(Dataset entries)

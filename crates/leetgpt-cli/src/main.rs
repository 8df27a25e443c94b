use anyhow::{anyhow, Context, Result};
use clap::{Parser, Subcommand};
use std::path::{Path, PathBuf};
use std::sync::Arc;
use tokio::io::{AsyncBufReadExt, BufReader};
use tracing::{info, warn};
use tracing_subscriber::{fmt, layer::SubscriberExt, util::SubscriberInitExt, EnvFilter};

use leetgpt_core::page::extract::extract_context;
use leetgpt_core::render::{render_assistant, to_plain_text};
use leetgpt_core::{
    ChatStore, Config, ExtensionHost, MemoryStore, PageDocument, Popup, RenderFormat, SqliteStore,
};

const DEFAULT_URL: &str = "https://leetcode.com/problems/two-sum/";

#[derive(Parser)]
#[command(name = "leetgpt")]
#[command(about = "Hints for LeetCode problems from a saved problem page", version)]
struct Cli {
    /// Config file (defaults to <config dir>/leetcode-gpt/config.json)
    #[arg(long, global = true, env = "LEETGPT_CONFIG")]
    config: Option<PathBuf>,

    /// Answer format: html or markdown
    #[arg(long, global = true)]
    format: Option<String>,

    /// Keep chat transcripts in memory instead of SQLite
    #[arg(long, global = true)]
    ephemeral: bool,

    #[command(subcommand)]
    command: Commands,
}

#[derive(Subcommand)]
enum Commands {
    /// Print the problem context found in a saved page
    Extract {
        /// Saved problem page (HTML)
        page: PathBuf,
        /// URL the page was saved from
        #[arg(long, default_value = DEFAULT_URL)]
        url: String,
    },
    /// Ask one question the way the popup does
    Ask {
        page: PathBuf,
        #[arg(long, default_value = DEFAULT_URL)]
        url: String,
        /// Your question
        #[arg(required = true)]
        question: Vec<String>,
    },
    /// Chat through the sidebar (/toggle, /quit)
    Chat {
        page: PathBuf,
        #[arg(long, default_value = DEFAULT_URL)]
        url: String,
    },
}

fn init_logging() {
    let env_filter = EnvFilter::try_from_default_env().unwrap_or_else(|_| EnvFilter::new("info"));
    tracing_subscriber::registry()
        .with(env_filter)
        .with(fmt::layer().with_target(true).with_writer(std::io::stderr))
        .init();
}

fn load_config(cli: &Cli) -> Result<Config> {
    let mut config = match &cli.config {
        Some(path) => Config::load_from(path)?.with_env_overrides(|name| std::env::var(name).ok()),
        None => Config::load()?,
    };
    if let Some(format) = &cli.format {
        config.format = RenderFormat::from_str(format).ok_or_else(|| {
            let known: Vec<_> = RenderFormat::all().iter().map(|f| f.as_str()).collect();
            anyhow!("unknown format '{}', expected one of: {}", format, known.join(", "))
        })?;
    }
    Ok(config)
}

fn open_store(config: &Config, ephemeral: bool) -> Result<Arc<dyn ChatStore>> {
    if ephemeral {
        return Ok(Arc::new(MemoryStore::new()));
    }
    let path = config.resolved_store_path()?;
    Ok(Arc::new(SqliteStore::open(&path)?))
}

fn read_page(path: &Path) -> Result<String> {
    std::fs::read_to_string(path).with_context(|| format!("failed to read page {}", path.display()))
}

#[tokio::main]
async fn main() -> Result<()> {
    init_logging();
    let cli = Cli::parse();
    let config = load_config(&cli)?;
    info!(model = %config.model, format = config.format.display_name(), "configuration loaded");

    match &cli.command {
        Commands::Extract { page, url } => extract(page, url),
        Commands::Ask {
            page,
            url,
            question,
        } => {
            let store = open_store(&config, cli.ephemeral)?;
            ask(config, store, page, url, &question.join(" ")).await
        }
        Commands::Chat { page, url } => {
            let store = open_store(&config, cli.ephemeral)?;
            chat(config, store, page, url).await
        }
    }
}

fn extract(page: &Path, url: &str) -> Result<()> {
    let html = read_page(page)?;
    let document = PageDocument::new(url, &html);
    let context = extract_context(&document.parse());
    if context.is_empty() {
        warn!(page = %page.display(), "no problem content found");
    }
    println!("{}", serde_json::to_string_pretty(&context)?);
    Ok(())
}

async fn ask(
    config: Config,
    store: Arc<dyn ChatStore>,
    page: &Path,
    url: &str,
    question: &str,
) -> Result<()> {
    let html = read_page(page)?;
    let host = ExtensionHost::new(config, store);
    host.open_tab(url, &html).await;

    let mut popup = Popup::open(host).await?;
    popup.send(question).await?;
    if let Some(line) = popup.lines().last() {
        println!("{}", to_plain_text(&line.html));
    }
    Ok(())
}

async fn chat(config: Config, store: Arc<dyn ChatStore>, page: &Path, url: &str) -> Result<()> {
    let html = read_page(page)?;
    let format = config.format;
    let host = ExtensionHost::new(config, store);
    let tab = host.open_tab(url, &html).await;
    let agent = host
        .agent(tab)
        .await
        .ok_or_else(|| anyhow!("{} is not a LeetCode problem page", url))?;

    if let Some(welcome) = agent.transcript().first() {
        println!("{}\n", to_plain_text(&welcome.html));
    }

    let mut lines = BufReader::new(tokio::io::stdin()).lines();
    while let Some(line) = lines.next_line().await? {
        let line = line.trim();
        match line {
            "" => continue,
            "/quit" => break,
            "/toggle" => {
                if let Err(e) = host.click_action(tab).await {
                    println!("{}", e.user_message());
                } else {
                    let state = if agent.is_visible() { "shown" } else { "hidden" };
                    println!("(sidebar {})", state);
                }
            }
            message => match agent.send(message).await {
                Ok(answer) => println!("{}\n", to_plain_text(&render_assistant(&answer, format))),
                Err(e) => println!("{}\n", e.user_message()),
            },
        }
    }

    host.close_tab(tab).await;
    Ok(())
}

— TASK BRIEF —
Retype the portion of the data above that starts on the line with "let line = line.trim();" and finishes on the line with "message => match", including both of those lines.

— COMPLETED TASK —
        let line = line.trim();
        match line {
            "" => continue,
            "/quit" => break,
            "/toggle" => {
                if let Err(e) = host.click_action(tab).await {
                    println!("{}", e.user_message());
                } else {
                    let state = if agent.is_visible() { "shown" } else { "hidden" };
                    println!("(sidebar {})", state);
                }
            }
            message => match agent.send(message).await {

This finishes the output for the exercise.